> [WHAT THE TASK REQUIRES]:
Repeat the entries below exactly and in full.

== RECORDS PROVIDED

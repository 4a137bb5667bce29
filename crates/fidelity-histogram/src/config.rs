//! Binning configurations: a strategy paired with a bin count

use crate::builders::{LogarithmicBuilder, QuantileBuilder, UniformBuilder};
use crate::traits::HistogramBuilder;
use crate::types::Histogram;
use fidelity_core::{Error, Result};
use serde::{Deserialize, Serialize};
use std::fmt;
use std::str::FromStr;

/// How bin edges are placed
#[derive(Debug, Clone, Copy, PartialEq, Eq, PartialOrd, Ord, Hash, Serialize, Deserialize)]
#[serde(rename_all = "snake_case")]
pub enum BinningStrategy {
    /// Equal-width bins
    Uniform,
    /// Equal-frequency bins
    Quantile,
    /// Equal width in log space; positive data only
    Logarithmic,
}

impl BinningStrategy {
    /// All strategies in their default search order
    pub const ALL: [BinningStrategy; 3] = [
        BinningStrategy::Uniform,
        BinningStrategy::Quantile,
        BinningStrategy::Logarithmic,
    ];

    pub fn name(&self) -> &'static str {
        match self {
            Self::Uniform => "uniform",
            Self::Quantile => "quantile",
            Self::Logarithmic => "logarithmic",
        }
    }
}

impl fmt::Display for BinningStrategy {
    fn fmt(&self, f: &mut fmt::Formatter<'_>) -> fmt::Result {
        write!(f, "{}", self.name())
    }
}

impl FromStr for BinningStrategy {
    type Err = Error;

    fn from_str(s: &str) -> Result<Self> {
        match s.trim().to_ascii_lowercase().as_str() {
            "uniform" => Ok(Self::Uniform),
            "quantile" => Ok(Self::Quantile),
            "logarithmic" | "log" => Ok(Self::Logarithmic),
            _ => Err(Error::unknown_key("binning strategy", s)),
        }
    }
}

/// A binning strategy together with the requested number of bins
#[derive(Debug, Clone, Copy, PartialEq, Eq, Hash, Serialize, Deserialize)]
pub struct BinningConfig {
    pub strategy: BinningStrategy,
    pub num_bins: usize,
}

impl BinningConfig {
    pub fn new(strategy: BinningStrategy, num_bins: usize) -> Self {
        Self { strategy, num_bins }
    }

    pub fn uniform(num_bins: usize) -> Self {
        Self::new(BinningStrategy::Uniform, num_bins)
    }

    pub fn quantile(num_bins: usize) -> Self {
        Self::new(BinningStrategy::Quantile, num_bins)
    }

    pub fn logarithmic(num_bins: usize) -> Self {
        Self::new(BinningStrategy::Logarithmic, num_bins)
    }

    /// Reject a zero bin count
    pub fn validate(&self) -> Result<()> {
        if self.num_bins == 0 {
            return Err(Error::InvalidParameter(
                "num_bins must be positive".to_string(),
            ));
        }
        Ok(())
    }
}

impl HistogramBuilder for BinningConfig {
    fn build_sorted(&self, sorted_sample: &[f64]) -> Result<Histogram> {
        self.validate()?;
        match self.strategy {
            BinningStrategy::Uniform => UniformBuilder::new(self.num_bins).build_sorted(sorted_sample),
            BinningStrategy::Quantile => {
                QuantileBuilder::new(self.num_bins).build_sorted(sorted_sample)
            }
            BinningStrategy::Logarithmic => {
                LogarithmicBuilder::new(self.num_bins).build_sorted(sorted_sample)
            }
        }
    }

    fn target_bins(&self) -> Option<usize> {
        Some(self.num_bins)
    }
}

impl fmt::Display for BinningConfig {
    fn fmt(&self, f: &mut fmt::Formatter<'_>) -> fmt::Result {
        write!(f, "{}/{}", self.strategy, self.num_bins)
    }
}
impl ThresholdTables {
    /// Distribution ceilings scaled by the context, unless an explicit
    /// precision level asks for its own table
    pub fn resolve(
        &self,
        distribution_type: DistributionType,
        context: AnalysisContext,
        precision: Option<PrecisionLevel>,
    ) -> ThresholdSet {
        match precision {
            Some(level) => *self.precisions.get(level),
            None => self
                .distributions
                .get(distribution_type)
                .with_context(self.contexts.get(context)),
        }
    }

    pub fn validate(&self) -> Result<()> {
        for d in DistributionType::ALL {
            self.distributions
                .get(d)
                .validate(&format!("distributions.{d}"))?;
        }
        for c in AnalysisContext::ALL {
            self.contexts.get(c).validate(&format!("contexts.{c}"))?;
        }
        for p in PrecisionLevel::ALL {
            self.precisions.get(p).validate(&format!("precisions.{p}"))?;
        }
        Ok(())
    }

    fn apply(&mut self, key: RegistryKey, entry: EntryConfig) -> Result<()> {
        match (key, entry) {
            (RegistryKey::Distribution(d), EntryConfig::Thresholds(set)) => {
                *self.distributions.get_mut(d) = set;
            }
            (RegistryKey::Precision(p), EntryConfig::Thresholds(set)) => {
                *self.precisions.get_mut(p) = set;
            }
            (RegistryKey::Context(c), EntryConfig::Multipliers(m)) => {
                *self.contexts.get_mut(c) = m;
            }
            (key, entry) => {
                return Err(Error::InvalidConfig(format!(
                    "{key} expects {}, got {}",
                    key.expected_entry(),
                    entry.kind()
                )));
            }
        }
        Ok(())
    }
}

/// Address of one entry in the threshold tables.
///
/// Parses from `distribution:<type>`, `context:<context>` or
/// `precision:<level>`; displays as the table path, e.g.
/// `distributions.normal`.
#[derive(Debug, Clone, Copy, PartialEq, Eq, PartialOrd, Ord, Hash)]
pub enum RegistryKey {
    Distribution(DistributionType),
    Context(AnalysisContext),
    Precision(PrecisionLevel),
}

impl RegistryKey {
    fn expected_entry(&self) -> &'static str {
        match self {
            RegistryKey::Context(_) => "multipliers",
            _ => "thresholds",
        }
    }
}

impl fmt::Display for RegistryKey {
    fn fmt(&self, f: &mut fmt::Formatter<'_>) -> fmt::Result {
        match self {
            RegistryKey::Distribution(d) => write!(f, "distributions.{d}"),
            RegistryKey::Context(c) => write!(f, "contexts.{c}"),
            RegistryKey::Precision(p) => write!(f, "precisions.{p}"),
        }
    }
}

impl FromStr for RegistryKey {
    type Err = Error;

    fn from_str(s: &str) -> Result<Self> {
        let (table, key) = s
            .split_once(':')
            .ok_or_else(|| Error::unknown_key("registry", s))?;
        match table.trim() {
            "distribution" => Ok(RegistryKey::Distribution(key.parse()?)),
            "context" => Ok(RegistryKey::Context(key.parse()?)),
            "precision" => Ok(RegistryKey::Precision(key.parse()?)),
            _ => Err(Error::unknown_key("registry", s)),
        }
    }
}

/// Replacement value for one registry entry
#[derive(Debug, Clone, Copy, PartialEq, Serialize, Deserialize)]
#[serde(rename_all = "snake_case")]
pub enum EntryConfig {
    Thresholds(ThresholdSet),
    Multipliers(ContextMultipliers),
}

====

> [EXERCISE SOLUTION]:
repository 4a137bb5667bce29
filename crates/fidelity-histogram/src/config.rs
//! Binning configurations: a strategy paired with a bin count

use crate::builders::{LogarithmicBuilder, QuantileBuilder, UniformBuilder};
use crate::traits::HistogramBuilder;
use crate::types::Histogram;
use fidelity_core::{Error, Result};
use serde::{Deserialize, Serialize};
use std::fmt;
use std::str::FromStr;

/// How bin edges are placed
#[derive(Debug, Clone, Copy, PartialEq, Eq, PartialOrd, Ord, Hash, Serialize, Deserialize)]
#[serde(rename_all = "snake_case")]
pub enum BinningStrategy {
    /// Equal-width bins
    Uniform,
    /// Equal-frequency bins
    Quantile,
    /// Equal width in log space; positive data only
    Logarithmic,
}

impl BinningStrategy {
    /// All strategies in their default search order
    pub const ALL: [BinningStrategy; 3] = [
        BinningStrategy::Uniform,
        BinningStrategy::Quantile,
        BinningStrategy::Logarithmic,
    ];

    pub fn name(&self) -> &'static str {
        match self {
            Self::Uniform => "uniform",
            Self::Quantile => "quantile",
            Self::Logarithmic => "logarithmic",
        }
    }
}

impl fmt::Display for BinningStrategy {
    fn fmt(&self, f: &mut fmt::Formatter<'_>) -> fmt::Result {
        write!(f, "{}", self.name())
    }
}

impl FromStr for BinningStrategy {
    type Err = Error;

    fn from_str(s: &str) -> Result<Self> {
        match s.trim().to_ascii_lowercase().as_str() {
            "uniform" => Ok(Self::Uniform),
            "quantile" => Ok(Self::Quantile),
            "logarithmic" | "log" => Ok(Self::Logarithmic),
            _ => Err(Error::unknown_key("binning strategy", s)),
        }
    }
}

/// A binning strategy together with the requested number of bins
#[derive(Debug, Clone, Copy, PartialEq, Eq, Hash, Serialize, Deserialize)]
pub struct BinningConfig {
    pub strategy: BinningStrategy,
    pub num_bins: usize,
}

impl BinningConfig {
    pub fn new(strategy: BinningStrategy, num_bins: usize) -> Self {
        Self { strategy, num_bins }
    }

    pub fn uniform(num_bins: usize) -> Self {
        Self::new(BinningStrategy::Uniform, num_bins)
    }

    pub fn quantile(num_bins: usize) -> Self {
        Self::new(BinningStrategy::Quantile, num_bins)
    }

    pub fn logarithmic(num_bins: usize) -> Self {
        Self::new(BinningStrategy::Logarithmic, num_bins)
    }

    /// Reject a zero bin count
    pub fn validate(&self) -> Result<()> {
        if self.num_bins == 0 {
            return Err(Error::InvalidParameter(
                "num_bins must be positive".to_string(),
            ));
        }
        Ok(())
    }
}

impl HistogramBuilder for BinningConfig {
    fn build_sorted(&self, sorted_sample: &[f64]) -> Result<Histogram> {
        self.validate()?;
        match self.strategy {
            BinningStrategy::Uniform => UniformBuilder::new(self.num_bins).build_sorted(sorted_sample),
            BinningStrategy::Quantile => {
                QuantileBuilder::new(self.num_bins).build_sorted(sorted_sample)
            }
            BinningStrategy::Logarithmic => {
                LogarithmicBuilder::new(self.num_bins).build_sorted(sorted_sample)
            }
        }
    }

    fn target_bins(&self) -> Option<usize> {
        Some(self.num_bins)
    }
}

impl fmt::Display for BinningConfig {
    fn fmt(&self, f: &mut fmt::Formatter<'_>) -> fmt::Result {
        write!(f, "{}/{}", self.strategy, self.num_bins)
    }
}
impl ThresholdTables {
    /// Distribution ceilings scaled by the context, unless an explicit
    /// precision level asks for its own table
    pub fn resolve(
        &self,
        distribution_type: DistributionType,
        context: AnalysisContext,
        precision: Option<PrecisionLevel>,
    ) -> ThresholdSet {
        match precision {
            Some(level) => *self.precisions.get(level),
            None => self
                .distributions
                .get(distribution_type)
                .with_context(self.contexts.get(context)),
        }
    }

    pub fn validate(&self) -> Result<()> {
        for d in DistributionType::ALL {
            self.distributions
                .get(d)
                .validate(&format!("distributions.{d}"))?;
        }
        for c in AnalysisContext::ALL {
            self.contexts.get(c).validate(&format!("contexts.{c}"))?;
        }
        for p in PrecisionLevel::ALL {
            self.precisions.get(p).validate(&format!("precisions.{p}"))?;
        }
        Ok(())
    }

    fn apply(&mut self, key: RegistryKey, entry: EntryConfig) -> Result<()> {
        match (key, entry) {
            (RegistryKey::Distribution(d), EntryConfig::Thresholds(set)) => {
                *self.distributions.get_mut(d) = set;
            }
            (RegistryKey::Precision(p), EntryConfig::Thresholds(set)) => {
                *self.precisions.get_mut(p) = set;
            }
            (RegistryKey::Context(c), EntryConfig::Multipliers(m)) => {
                *self.contexts.get_mut(c) = m;
            }
            (key, entry) => {
                return Err(Error::InvalidConfig(format!(
                    "{key} expects {}, got {}",
                    key.expected_entry(),
                    entry.kind()
                )));
            }
        }
        Ok(())
    }
}

/// Address of one entry in the threshold tables.
///
/// Parses from `distribution:<type>`, `context:<context>` or
/// `precision:<level>`; displays as the table path, e.g.
/// `distributions.normal`.
#[derive(Debug, Clone, Copy, PartialEq, Eq, PartialOrd, Ord, Hash)]
pub enum RegistryKey {
    Distribution(DistributionType),
    Context(AnalysisContext),
    Precision(PrecisionLevel),
}

impl RegistryKey {
    fn expected_entry(&self) -> &'static str {
        match self {
            RegistryKey::Context(_) => "multipliers",
            _ => "thresholds",
        }
    }
}

impl fmt::Display for RegistryKey {
    fn fmt(&self, f: &mut fmt::Formatter<'_>) -> fmt::Result {
        match self {
            RegistryKey::Distribution(d) => write!(f, "distributions.{d}"),
            RegistryKey::Context(c) => write!(f, "contexts.{c}"),
            RegistryKey::Precision(p) => write!(f, "precisions.{p}"),
        }
    }
}

impl FromStr for RegistryKey {
    type Err = Error;

    fn from_str(s: &str) -> Result<Self> {
        let (table, key) = s
            .split_once(':')
            .ok_or_else(|| Error::unknown_key("registry", s))?;
        match table.trim() {
            "distribution" => Ok(RegistryKey::Distribution(key.parse()?)),
            "context" => Ok(RegistryKey::Context(key.parse()?)),
            "precision" => Ok(RegistryKey::Precision(key.parse()?)),
            _ => Err(Error::unknown_key("registry", s)),
        }
    }
}

/// Replacement value for one registry entry
#[derive(Debug, Clone, Copy, PartialEq, Serialize, Deserialize)]
#[serde(rename_all = "snake_case")]
pub enum EntryConfig {
    Thresholds(ThresholdSet),
    Multipliers(ContextMultipliers),
}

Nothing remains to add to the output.